> _Task brief_
This task calls for copying every line in the data below that contains the word "PartKind".

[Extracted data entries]
▼▼▼

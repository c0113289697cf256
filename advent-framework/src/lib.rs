//! Shared plumbing for daily puzzle solutions.
//!
//! A day is made of two pieces:
//!
//! - an input type implementing [`ParseData`] (or plain `str` when no parsing step is wanted)
//! - one or two types implementing [`Solution`] for the [`PartOne`] / [`PartTwo`] markers
//!
//! The [`runner`] module wires those together, and [`grid`] holds the rectangular cell model most
//! map-shaped puzzles are built on.
//!
//! ```
//! use advent_framework::{DynamicResult, ParseData, PartOne, Solution};
//!
//! struct Depths(Vec<u32>);
//!
//! impl ParseData for Depths {
//!     fn parse(input: &str) -> DynamicResult<Self> {
//!         let depths = input
//!             .lines()
//!             .map(str::parse)
//!             .collect::<Result<Vec<_>, _>>()?;
//!         Ok(Self(depths))
//!     }
//! }
//!
//! struct Deepest;
//!
//! impl Solution<PartOne> for Deepest {
//!     type Input = Depths;
//!     type Output = u32;
//!
//!     fn solve(input: &Depths) -> DynamicResult<u32> {
//!         Ok(input.0.iter().copied().max().unwrap_or_default())
//!     }
//! }
//!
//! let depths = Depths::parse("3\n9\n4")?;
//! assert_eq!(Deepest::solve(&depths)?, 9);
//! # Ok::<(), advent_framework::DynamicError>(())
//! ```

#![warn(clippy::pedantic)]
#![warn(
    clippy::allow_attributes,
    clippy::allow_attributes_without_reason,
    clippy::branches_sharing_code,
    clippy::collection_is_never_read,
    clippy::equatable_if_let,
    clippy::needless_collect,
    clippy::needless_pass_by_ref_mut,
    clippy::option_if_let_else,
    clippy::set_contains_or_insert,
    clippy::suboptimal_flops,
    clippy::trait_duplication_in_bounds,
    clippy::type_repetition_in_bounds,
    clippy::use_self,
    clippy::useless_let_if_seq
)]
#![deny(
    clippy::expect_used,
    clippy::print_stderr,
    clippy::print_stdout,
    clippy::unwrap_used
)]

use std::error::Error;
use std::fmt::Display;

pub mod grid;
pub mod parsing;
pub mod runner;

mod sealed {
    /// Keeps [`Part`][super::Part] closed to the two markers defined in this crate.
    pub trait Sealed {}
}

/// Any error a parse step or solution can raise, boxed for dynamic dispatch.
pub type DynamicError = Box<dyn Error + Send + Sync + 'static>;
/// Result alias returning a [`DynamicError`].
pub type DynamicResult<T> = Result<T, DynamicError>;

/// Identifies which half of a puzzle is being solved.
#[derive(Debug, Clone, Copy, PartialEq, Eq, Hash)]
pub enum PartKind {
    One,
    Two,
}

impl Display for PartKind {
    fn fmt(&self, f: &mut std::fmt::Formatter<'_>) -> std::fmt::Result {
        match self {
            Self::One => f.write_str("first"),
            Self::Two => f.write_str("second"),
        }
    }
}

/// Type-level marker for a puzzle half, used as the generic argument of [`Solution`].
pub trait Part: sealed::Sealed {
    /// The runtime [`PartKind`] matching this marker.
    fn kind() -> PartKind;
}

/// Marker for the first answer of a day.
pub struct PartOne;
impl sealed::Sealed for PartOne {}
impl Part for PartOne {
    fn kind() -> PartKind {
        PartKind::One
    }
}

/// Marker for the second answer of a day.
pub struct PartTwo;
impl sealed::Sealed for PartTwo {}
impl Part for PartTwo {
    fn kind() -> PartKind {
        PartKind::Two
    }
}

/// Computes one answer of a puzzle from its input.
///
/// A single type may implement this for both [`PartOne`] and [`PartTwo`].
pub trait Solution<P: Part> {
    /// What the solution reads. Use `str` to receive the raw puzzle text.
    type Input: ?Sized;

    /// The answer, printed through [`Display`].
    type Output: Display;

    /// Compute the answer.
    ///
    /// # Errors
    ///
    /// Malformed input, an unsatisfiable puzzle or arithmetic overflow are surfaced as a
    /// [`DynamicError`].
    fn solve(input: &Self::Input) -> DynamicResult<Self::Output>;
}

/// Structured puzzle input built from the raw text.
pub trait ParseData {
    /// Parse the puzzle text.
    ///
    /// # Errors
    ///
    /// Fails fast on the first malformed piece of input.
    fn parse(input: &str) -> DynamicResult<Self>
    where
        Self: Sized;
}
use advent_framework::parsing::parse_with_context;
use advent_framework::runner::solution_runner;
use advent_framework::{DynamicError, DynamicResult, ParseData, PartOne, PartTwo, Solution};
use checked_sum::CheckedSum;
use thiserror::Error;

use crate::arithmetic::Overflow;

#[solution_runner(
    name = "Day 15: Lens Library",
    parsed = InitSequence,
    part_one = Day15,
    part_two = Day15
)]
impl super::AdventOfCode2023<15> {}

/*
The initialization sequence is a comma separated list of steps; newlines are ignored. Part 1 sums
the HASH of every step, where HASH folds each byte into `(current + byte) * 17 % 256`.
*/

#[derive(Error, Debug)]
enum Day15Error {
    #[error("step {0:?} is neither \"label=focal\" nor \"label-\"")]
    MalformedStep(String),
}

fn hash(text: &str) -> u8 {
    text.bytes()
        .fold(0u8, |current, byte| current.wrapping_add(byte).wrapping_mul(17))
}

#[derive(Debug, Clone, PartialEq, Eq)]
enum Operation {
    Insert(u8),
    Remove,
}

#[derive(Debug, Clone, PartialEq, Eq)]
struct Step {
    text: String,
    label: String,
    operation: Operation,
}

impl std::str::FromStr for Step {
    type Err = DynamicError;

    fn from_str(text: &str) -> Result<Self, Self::Err> {
        let (label, operation) = if let Some(label) = text.strip_suffix('-') {
            (label, Operation::Remove)
        } else if let Some((label, focal)) = text.split_once('=') {
            (label, Operation::Insert(parse_with_context(focal)?))
        } else {
            return Err(Day15Error::MalformedStep(text.to_owned()).into());
        };
        Ok(Self {
            text: text.to_owned(),
            label: label.to_owned(),
            operation,
        })
    }
}

#[derive(Debug)]
struct InitSequence(Vec<Step>);

impl ParseData for InitSequence {
    fn parse(input: &str) -> DynamicResult<Self> {
        let joined: String = input.lines().collect();
        let steps = joined
            .split(',')
            .filter(|step| !step.is_empty())
            .map(str::parse::<Step>)
            .collect::<Result<_, _>>()?;
        Ok(Self(steps))
    }
}

struct Day15;

impl Solution<PartOne> for Day15 {
    type Input = InitSequence;
    type Output = u64;

    fn solve(input: &Self::Input) -> DynamicResult<Self::Output> {
        Ok(input
            .0
            .iter()
            .map(|step| u64::from(hash(&step.text)))
            .checked_sum()
            .ok_or(Overflow("sum of hashes"))?)
    }
}

/*
For part 2 there are 256 boxes of lenses, and the HASH of a step's label picks its box.
`label=f` replaces the focal length of a lens already in the box, or adds the lens at the back.
`label-` takes the lens out, if present, keeping the others in order.
*/

/// Lenses in insertion order, looked up by label.
#[derive(Debug, Default, Clone)]
struct LensBox(Vec<(String, u8)>);

impl LensBox {
    fn position(&self, label: &str) -> Option<usize> {
        self.0.iter().position(|(existing, _)| existing == label)
    }

    fn insert(&mut self, label: &str, focal: u8) {
        match self.position(label) {
            Some(index) => self.0[index].1 = focal,
            None => self.0.push((label.to_owned(), focal)),
        }
    }

    fn remove(&mut self, label: &str) {
        if let Some(index) = self.position(label) {
            self.0.remove(index);
        }
    }
}

fn arrange(steps: &[Step]) -> Vec<LensBox> {
    let mut boxes = vec![LensBox::default(); 256];
    for step in steps {
        let lens_box = &mut boxes[usize::from(hash(&step.label))];
        match step.operation {
            Operation::Insert(focal) => lens_box.insert(&step.label, focal),
            Operation::Remove => lens_box.remove(&step.label),
        }
    }
    boxes
}

fn focusing_power(boxes: &[LensBox]) -> Option<u64> {
    boxes
        .iter()
        .zip(1u64..)
        .flat_map(|(lens_box, box_number)| {
            lens_box
                .0
                .iter()
                .zip(1u64..)
                .map(move |((_, focal), slot)| box_number * slot * u64::from(*focal))
        })
        .checked_sum()
}

impl Solution<PartTwo> for Day15 {
    type Input = InitSequence;
    type Output = u64;

    fn solve(input: &Self::Input) -> DynamicResult<Self::Output> {
        let boxes = arrange(&input.0);
        Ok(focusing_power(&boxes).ok_or(Overflow("focusing power"))?)
    }
}

#[cfg(test)]
mod tests {
    use super::*;

    const EXAMPLE_INPUT: &str = "rn=1,cm-,qp=3,cm=2,qp-,pc=4,ot=9,ab=5,pc-,pc=6,ot=7\n";

    #[test]
    fn part_one_solves_example() -> DynamicResult<()> {
        let sequence = InitSequence::parse(EXAMPLE_INPUT)?;
        assert_eq!(<Day15 as Solution<PartOne>>::solve(&sequence)?, 1320);
        Ok(())
    }

    #[test]
    fn part_two_solves_example() -> DynamicResult<()> {
        let sequence = InitSequence::parse(EXAMPLE_INPUT)?;
        assert_eq!(<Day15 as Solution<PartTwo>>::solve(&sequence)?, 145);
        Ok(())
    }

    #[test]
    fn hashes_text() {
        assert_eq!(hash("HASH"), 52);
        assert_eq!(hash("rn"), 0);
        assert_eq!(hash("qp"), 1);
    }

    #[test]
    fn boxes_keep_insertion_order() -> DynamicResult<()> {
        let sequence = InitSequence::parse(EXAMPLE_INPUT)?;
        let boxes = arrange(&sequence.0);
        let labels = |index: usize| -> Vec<(&str, u8)> {
            boxes[index]
                .0
                .iter()
                .map(|(label, focal)| (label.as_str(), *focal))
                .collect()
        };
        assert_eq!(labels(0), vec![("rn", 1), ("cm", 2)]);
        assert!(labels(1).is_empty());
        assert_eq!(labels(3), vec![("ot", 7), ("ab", 5), ("pc", 6)]);
        Ok(())
    }

    #[test]
    fn newlines_are_ignored() -> DynamicResult<()> {
        let sequence = InitSequence::parse("rn=1,c\nm-\n")?;
        assert_eq!(sequence.0[1].label, "cm");
        Ok(())
    }

    #[test]
    fn malformed_step_is_rejected() {
        assert!(InitSequence::parse("rn=1,cm").is_err());
        assert!(InitSequence::parse("rn=x").is_err());
    }
}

▲▲▲

> _Result of this exercise_
pub enum PartKind {
impl Display for PartKind {
    /// The runtime [`PartKind`] matching this marker.
    fn kind() -> PartKind;
    fn kind() -> PartKind {
        PartKind::One
    fn kind() -> PartKind {
        PartKind::Two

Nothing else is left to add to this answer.